⟨

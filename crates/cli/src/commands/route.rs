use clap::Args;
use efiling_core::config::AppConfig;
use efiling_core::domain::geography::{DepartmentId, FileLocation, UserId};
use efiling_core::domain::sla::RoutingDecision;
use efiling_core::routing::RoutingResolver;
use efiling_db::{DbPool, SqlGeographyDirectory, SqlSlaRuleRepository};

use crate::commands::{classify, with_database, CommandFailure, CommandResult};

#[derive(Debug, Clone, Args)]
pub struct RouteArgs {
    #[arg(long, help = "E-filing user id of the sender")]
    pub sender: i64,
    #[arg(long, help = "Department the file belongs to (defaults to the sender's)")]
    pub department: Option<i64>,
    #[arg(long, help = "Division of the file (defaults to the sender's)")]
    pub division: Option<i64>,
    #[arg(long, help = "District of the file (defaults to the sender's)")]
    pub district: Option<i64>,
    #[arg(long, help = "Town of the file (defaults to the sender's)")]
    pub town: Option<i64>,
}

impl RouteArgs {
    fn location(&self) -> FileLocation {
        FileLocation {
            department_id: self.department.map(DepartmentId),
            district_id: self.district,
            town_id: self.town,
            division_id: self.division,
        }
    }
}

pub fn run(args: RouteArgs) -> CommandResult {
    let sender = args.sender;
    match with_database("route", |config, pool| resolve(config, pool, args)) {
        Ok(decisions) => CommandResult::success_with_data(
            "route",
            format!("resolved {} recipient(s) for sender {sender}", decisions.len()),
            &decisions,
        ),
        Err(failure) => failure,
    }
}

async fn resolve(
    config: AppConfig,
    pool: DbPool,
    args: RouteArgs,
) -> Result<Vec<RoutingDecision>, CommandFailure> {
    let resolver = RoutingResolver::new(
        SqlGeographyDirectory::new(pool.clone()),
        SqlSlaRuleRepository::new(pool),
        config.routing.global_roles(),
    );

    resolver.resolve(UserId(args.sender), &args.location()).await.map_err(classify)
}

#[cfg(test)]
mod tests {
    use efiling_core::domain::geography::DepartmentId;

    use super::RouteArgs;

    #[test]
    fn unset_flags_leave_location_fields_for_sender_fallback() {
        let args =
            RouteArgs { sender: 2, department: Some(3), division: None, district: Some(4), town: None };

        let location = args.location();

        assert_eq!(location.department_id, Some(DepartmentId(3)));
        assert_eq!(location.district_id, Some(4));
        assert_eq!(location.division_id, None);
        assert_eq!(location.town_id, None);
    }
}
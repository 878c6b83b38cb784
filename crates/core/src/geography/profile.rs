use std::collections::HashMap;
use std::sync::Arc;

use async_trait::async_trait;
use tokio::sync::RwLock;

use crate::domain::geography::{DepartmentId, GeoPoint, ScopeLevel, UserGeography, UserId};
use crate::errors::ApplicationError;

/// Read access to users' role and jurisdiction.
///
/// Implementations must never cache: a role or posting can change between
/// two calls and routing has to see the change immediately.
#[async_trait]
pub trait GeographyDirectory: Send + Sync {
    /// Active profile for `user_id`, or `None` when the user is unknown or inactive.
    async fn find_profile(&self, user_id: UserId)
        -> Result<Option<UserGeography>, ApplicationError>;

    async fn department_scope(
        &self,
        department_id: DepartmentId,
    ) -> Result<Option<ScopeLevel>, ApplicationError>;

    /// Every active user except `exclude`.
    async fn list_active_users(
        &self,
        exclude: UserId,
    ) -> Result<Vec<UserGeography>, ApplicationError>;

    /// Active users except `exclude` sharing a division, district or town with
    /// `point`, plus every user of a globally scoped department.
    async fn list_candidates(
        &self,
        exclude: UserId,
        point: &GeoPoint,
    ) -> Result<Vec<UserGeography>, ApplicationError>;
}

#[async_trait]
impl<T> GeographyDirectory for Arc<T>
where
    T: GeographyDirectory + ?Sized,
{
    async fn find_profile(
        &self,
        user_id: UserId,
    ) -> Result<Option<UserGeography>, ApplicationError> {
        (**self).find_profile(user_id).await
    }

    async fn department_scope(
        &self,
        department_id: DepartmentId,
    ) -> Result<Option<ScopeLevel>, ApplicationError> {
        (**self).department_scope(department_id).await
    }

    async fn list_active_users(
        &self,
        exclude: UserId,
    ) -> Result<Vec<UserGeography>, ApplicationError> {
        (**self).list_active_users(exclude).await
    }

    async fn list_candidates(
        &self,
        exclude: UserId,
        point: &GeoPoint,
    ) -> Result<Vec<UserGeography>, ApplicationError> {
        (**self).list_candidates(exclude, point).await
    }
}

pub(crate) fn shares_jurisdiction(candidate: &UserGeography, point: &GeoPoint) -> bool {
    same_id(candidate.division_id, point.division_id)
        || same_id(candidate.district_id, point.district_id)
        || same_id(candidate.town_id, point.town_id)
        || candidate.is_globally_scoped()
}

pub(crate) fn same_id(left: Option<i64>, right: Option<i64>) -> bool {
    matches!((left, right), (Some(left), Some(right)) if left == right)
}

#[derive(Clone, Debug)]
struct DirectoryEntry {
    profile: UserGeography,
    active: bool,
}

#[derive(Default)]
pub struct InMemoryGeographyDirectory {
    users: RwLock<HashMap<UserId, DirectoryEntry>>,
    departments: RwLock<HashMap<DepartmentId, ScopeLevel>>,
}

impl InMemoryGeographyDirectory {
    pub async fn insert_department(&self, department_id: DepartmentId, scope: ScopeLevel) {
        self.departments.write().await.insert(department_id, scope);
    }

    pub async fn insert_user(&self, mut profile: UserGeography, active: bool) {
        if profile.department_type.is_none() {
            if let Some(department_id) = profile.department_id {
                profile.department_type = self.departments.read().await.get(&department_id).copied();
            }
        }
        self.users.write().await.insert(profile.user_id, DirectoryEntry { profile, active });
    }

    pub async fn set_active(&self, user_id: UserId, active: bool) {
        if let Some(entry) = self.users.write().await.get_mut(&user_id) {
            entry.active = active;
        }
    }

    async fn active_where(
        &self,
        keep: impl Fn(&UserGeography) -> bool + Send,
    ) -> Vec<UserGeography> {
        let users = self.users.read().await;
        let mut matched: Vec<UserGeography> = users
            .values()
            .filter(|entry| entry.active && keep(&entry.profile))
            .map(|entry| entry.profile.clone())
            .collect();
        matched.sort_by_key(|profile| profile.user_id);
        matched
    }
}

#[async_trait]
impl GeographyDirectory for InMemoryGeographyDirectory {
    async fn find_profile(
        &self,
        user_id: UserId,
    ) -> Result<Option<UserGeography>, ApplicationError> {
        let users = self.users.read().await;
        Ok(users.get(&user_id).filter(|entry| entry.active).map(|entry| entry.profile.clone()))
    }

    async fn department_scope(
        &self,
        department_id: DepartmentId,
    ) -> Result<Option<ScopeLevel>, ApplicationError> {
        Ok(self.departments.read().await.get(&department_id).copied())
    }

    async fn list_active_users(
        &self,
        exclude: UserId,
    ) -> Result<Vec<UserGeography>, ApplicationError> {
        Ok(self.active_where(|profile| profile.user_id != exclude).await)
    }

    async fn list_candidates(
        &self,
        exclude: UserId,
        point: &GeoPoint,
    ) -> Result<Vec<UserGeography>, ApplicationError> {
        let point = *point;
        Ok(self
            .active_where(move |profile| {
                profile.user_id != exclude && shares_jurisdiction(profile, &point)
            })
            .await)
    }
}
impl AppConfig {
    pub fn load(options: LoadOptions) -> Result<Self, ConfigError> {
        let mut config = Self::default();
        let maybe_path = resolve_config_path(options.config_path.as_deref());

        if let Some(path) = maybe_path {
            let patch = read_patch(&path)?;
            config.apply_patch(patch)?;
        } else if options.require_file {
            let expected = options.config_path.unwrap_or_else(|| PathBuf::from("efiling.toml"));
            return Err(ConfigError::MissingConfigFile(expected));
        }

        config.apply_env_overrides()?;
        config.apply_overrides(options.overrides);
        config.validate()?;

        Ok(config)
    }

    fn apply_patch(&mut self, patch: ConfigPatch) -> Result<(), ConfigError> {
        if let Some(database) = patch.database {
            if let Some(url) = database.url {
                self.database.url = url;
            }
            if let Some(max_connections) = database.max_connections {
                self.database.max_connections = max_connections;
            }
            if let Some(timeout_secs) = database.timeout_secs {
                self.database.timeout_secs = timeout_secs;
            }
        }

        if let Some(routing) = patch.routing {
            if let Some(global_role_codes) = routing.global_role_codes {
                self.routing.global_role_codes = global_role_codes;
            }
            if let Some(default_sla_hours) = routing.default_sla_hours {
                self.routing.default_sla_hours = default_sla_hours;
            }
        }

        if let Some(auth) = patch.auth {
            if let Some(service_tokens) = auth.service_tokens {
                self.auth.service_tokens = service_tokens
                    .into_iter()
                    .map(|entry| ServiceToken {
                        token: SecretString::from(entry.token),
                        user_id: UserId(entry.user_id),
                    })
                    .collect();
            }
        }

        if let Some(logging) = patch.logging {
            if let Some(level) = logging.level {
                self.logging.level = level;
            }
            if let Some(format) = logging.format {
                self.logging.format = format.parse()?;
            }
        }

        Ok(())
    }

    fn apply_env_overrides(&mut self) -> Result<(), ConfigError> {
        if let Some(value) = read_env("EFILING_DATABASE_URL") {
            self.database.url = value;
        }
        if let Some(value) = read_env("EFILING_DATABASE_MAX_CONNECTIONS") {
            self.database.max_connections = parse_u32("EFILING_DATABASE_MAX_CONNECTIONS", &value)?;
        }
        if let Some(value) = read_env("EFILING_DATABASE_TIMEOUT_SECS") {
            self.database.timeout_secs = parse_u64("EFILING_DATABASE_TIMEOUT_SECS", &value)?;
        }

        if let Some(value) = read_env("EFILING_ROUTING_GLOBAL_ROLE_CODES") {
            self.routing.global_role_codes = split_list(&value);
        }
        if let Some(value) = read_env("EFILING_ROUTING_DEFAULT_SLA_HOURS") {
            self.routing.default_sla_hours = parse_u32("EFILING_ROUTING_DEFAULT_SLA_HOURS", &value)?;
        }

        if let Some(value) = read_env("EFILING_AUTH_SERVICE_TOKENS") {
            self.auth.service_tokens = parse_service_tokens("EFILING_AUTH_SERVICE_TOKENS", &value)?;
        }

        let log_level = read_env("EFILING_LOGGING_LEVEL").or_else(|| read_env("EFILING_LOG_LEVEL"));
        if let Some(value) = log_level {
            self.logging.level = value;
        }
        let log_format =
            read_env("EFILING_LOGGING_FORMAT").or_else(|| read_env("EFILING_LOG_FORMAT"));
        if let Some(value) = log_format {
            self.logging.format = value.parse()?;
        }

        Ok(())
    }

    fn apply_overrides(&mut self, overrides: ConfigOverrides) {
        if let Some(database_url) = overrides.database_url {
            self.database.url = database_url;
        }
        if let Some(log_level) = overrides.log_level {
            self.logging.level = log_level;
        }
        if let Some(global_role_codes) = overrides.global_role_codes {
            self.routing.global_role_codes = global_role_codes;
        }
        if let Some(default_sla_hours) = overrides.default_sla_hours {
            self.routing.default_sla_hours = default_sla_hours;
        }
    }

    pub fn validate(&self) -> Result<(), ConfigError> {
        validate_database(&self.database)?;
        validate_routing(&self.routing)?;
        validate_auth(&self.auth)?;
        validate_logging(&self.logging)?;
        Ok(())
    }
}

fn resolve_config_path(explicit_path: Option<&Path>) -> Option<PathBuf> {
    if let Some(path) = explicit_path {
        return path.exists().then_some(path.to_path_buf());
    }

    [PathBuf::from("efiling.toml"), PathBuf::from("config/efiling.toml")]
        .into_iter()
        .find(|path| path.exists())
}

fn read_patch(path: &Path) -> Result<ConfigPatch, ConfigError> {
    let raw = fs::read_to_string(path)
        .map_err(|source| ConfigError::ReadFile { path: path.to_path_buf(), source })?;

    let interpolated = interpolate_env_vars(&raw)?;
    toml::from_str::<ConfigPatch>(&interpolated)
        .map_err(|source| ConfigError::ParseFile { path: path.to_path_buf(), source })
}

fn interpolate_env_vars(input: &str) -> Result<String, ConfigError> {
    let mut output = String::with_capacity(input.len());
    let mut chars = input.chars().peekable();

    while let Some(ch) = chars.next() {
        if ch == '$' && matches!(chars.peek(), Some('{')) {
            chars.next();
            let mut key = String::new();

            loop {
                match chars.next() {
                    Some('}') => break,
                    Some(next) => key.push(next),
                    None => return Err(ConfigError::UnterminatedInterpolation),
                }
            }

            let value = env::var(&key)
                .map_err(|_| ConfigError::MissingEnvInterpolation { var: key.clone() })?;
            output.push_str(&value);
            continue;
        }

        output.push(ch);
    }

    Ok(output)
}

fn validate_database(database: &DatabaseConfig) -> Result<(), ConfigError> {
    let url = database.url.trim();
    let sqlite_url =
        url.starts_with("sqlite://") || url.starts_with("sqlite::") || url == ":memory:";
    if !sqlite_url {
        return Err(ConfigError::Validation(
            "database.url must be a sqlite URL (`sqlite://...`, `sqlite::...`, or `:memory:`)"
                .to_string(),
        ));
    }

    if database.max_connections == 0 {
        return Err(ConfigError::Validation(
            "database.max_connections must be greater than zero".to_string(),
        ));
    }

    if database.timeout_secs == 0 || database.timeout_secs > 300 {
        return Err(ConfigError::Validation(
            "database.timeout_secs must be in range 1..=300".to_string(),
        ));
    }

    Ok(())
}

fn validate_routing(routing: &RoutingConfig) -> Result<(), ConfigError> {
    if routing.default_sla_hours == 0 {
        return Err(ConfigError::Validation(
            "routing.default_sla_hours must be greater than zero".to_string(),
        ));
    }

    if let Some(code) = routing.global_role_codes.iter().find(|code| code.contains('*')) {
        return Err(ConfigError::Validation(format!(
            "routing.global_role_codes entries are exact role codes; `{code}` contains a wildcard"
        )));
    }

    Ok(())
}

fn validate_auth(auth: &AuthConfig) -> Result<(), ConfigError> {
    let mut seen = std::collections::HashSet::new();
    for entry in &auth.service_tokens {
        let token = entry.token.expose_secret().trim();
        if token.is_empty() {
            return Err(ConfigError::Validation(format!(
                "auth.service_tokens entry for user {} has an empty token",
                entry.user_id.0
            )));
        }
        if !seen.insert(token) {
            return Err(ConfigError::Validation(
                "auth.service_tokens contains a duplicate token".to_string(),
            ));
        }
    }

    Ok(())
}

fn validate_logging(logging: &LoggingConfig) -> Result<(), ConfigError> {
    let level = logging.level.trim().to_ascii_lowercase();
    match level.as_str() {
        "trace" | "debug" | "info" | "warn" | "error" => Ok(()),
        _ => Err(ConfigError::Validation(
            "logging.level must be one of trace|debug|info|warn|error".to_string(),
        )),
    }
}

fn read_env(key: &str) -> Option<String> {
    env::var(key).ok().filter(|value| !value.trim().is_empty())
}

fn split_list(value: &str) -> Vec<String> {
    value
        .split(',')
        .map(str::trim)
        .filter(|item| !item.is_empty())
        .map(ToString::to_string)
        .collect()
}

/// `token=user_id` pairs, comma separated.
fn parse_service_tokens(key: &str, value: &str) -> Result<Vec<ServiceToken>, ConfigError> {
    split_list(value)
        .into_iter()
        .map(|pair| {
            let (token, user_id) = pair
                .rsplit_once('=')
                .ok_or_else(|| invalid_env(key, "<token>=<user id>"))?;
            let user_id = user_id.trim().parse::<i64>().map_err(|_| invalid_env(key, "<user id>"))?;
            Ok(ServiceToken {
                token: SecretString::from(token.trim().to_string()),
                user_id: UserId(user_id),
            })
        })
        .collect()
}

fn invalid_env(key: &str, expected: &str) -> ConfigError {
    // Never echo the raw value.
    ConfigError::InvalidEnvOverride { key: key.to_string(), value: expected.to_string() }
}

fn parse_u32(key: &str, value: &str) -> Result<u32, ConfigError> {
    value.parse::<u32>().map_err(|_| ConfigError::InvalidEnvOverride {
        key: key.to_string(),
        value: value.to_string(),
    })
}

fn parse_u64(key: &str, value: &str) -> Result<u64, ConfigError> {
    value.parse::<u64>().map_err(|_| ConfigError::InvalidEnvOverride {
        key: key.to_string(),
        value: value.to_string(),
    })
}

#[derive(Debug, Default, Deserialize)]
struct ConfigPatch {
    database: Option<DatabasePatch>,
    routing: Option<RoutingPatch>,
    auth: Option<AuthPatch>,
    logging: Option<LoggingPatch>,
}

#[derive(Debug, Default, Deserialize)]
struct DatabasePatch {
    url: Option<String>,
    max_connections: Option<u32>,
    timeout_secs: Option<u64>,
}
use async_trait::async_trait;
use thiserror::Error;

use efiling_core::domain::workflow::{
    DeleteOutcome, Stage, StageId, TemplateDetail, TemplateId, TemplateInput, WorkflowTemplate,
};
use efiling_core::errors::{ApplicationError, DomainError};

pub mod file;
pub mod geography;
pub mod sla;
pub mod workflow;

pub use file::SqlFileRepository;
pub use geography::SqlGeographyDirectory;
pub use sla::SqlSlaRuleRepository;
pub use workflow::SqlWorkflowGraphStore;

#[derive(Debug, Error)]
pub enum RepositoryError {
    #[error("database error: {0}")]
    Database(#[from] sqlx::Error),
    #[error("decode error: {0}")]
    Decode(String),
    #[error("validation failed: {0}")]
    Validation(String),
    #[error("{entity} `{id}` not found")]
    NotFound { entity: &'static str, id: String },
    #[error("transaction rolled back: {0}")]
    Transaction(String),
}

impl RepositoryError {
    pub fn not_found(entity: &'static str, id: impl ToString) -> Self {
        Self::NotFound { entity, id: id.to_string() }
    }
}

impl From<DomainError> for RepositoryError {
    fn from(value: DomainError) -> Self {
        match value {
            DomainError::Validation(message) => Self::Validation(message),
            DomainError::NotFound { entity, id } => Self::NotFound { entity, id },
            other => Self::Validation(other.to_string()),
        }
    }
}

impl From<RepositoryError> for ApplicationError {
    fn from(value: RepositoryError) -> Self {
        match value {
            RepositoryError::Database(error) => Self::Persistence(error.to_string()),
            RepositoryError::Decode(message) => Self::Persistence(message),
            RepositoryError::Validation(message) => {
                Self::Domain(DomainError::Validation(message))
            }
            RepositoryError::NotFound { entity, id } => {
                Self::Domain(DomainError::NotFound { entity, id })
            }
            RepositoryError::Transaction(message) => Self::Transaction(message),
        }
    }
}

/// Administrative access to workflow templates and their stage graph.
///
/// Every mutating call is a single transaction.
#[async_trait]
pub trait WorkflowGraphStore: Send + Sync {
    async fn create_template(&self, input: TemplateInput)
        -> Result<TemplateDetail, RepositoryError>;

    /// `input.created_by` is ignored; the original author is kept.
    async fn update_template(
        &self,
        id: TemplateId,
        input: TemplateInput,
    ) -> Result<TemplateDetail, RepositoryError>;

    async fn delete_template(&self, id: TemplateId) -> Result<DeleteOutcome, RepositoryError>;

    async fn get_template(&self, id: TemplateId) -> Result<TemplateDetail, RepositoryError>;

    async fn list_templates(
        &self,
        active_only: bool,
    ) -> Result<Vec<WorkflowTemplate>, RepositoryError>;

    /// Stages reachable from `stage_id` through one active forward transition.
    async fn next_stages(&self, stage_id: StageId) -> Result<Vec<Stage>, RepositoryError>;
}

⟩

(Exercise brief): Return, exactly as they stand, the lines from the start of the records above through the line with "use efiling_core::domain::sla::RoutingDecision;", both ends included, and no other lines.

(Solution for this problem):
filename crates/cli/src/commands/route.rs
use clap::Args;
use efiling_core::config::AppConfig;
use efiling_core::domain::geography::{DepartmentId, FileLocation, UserId};
use efiling_core::domain::sla::RoutingDecision;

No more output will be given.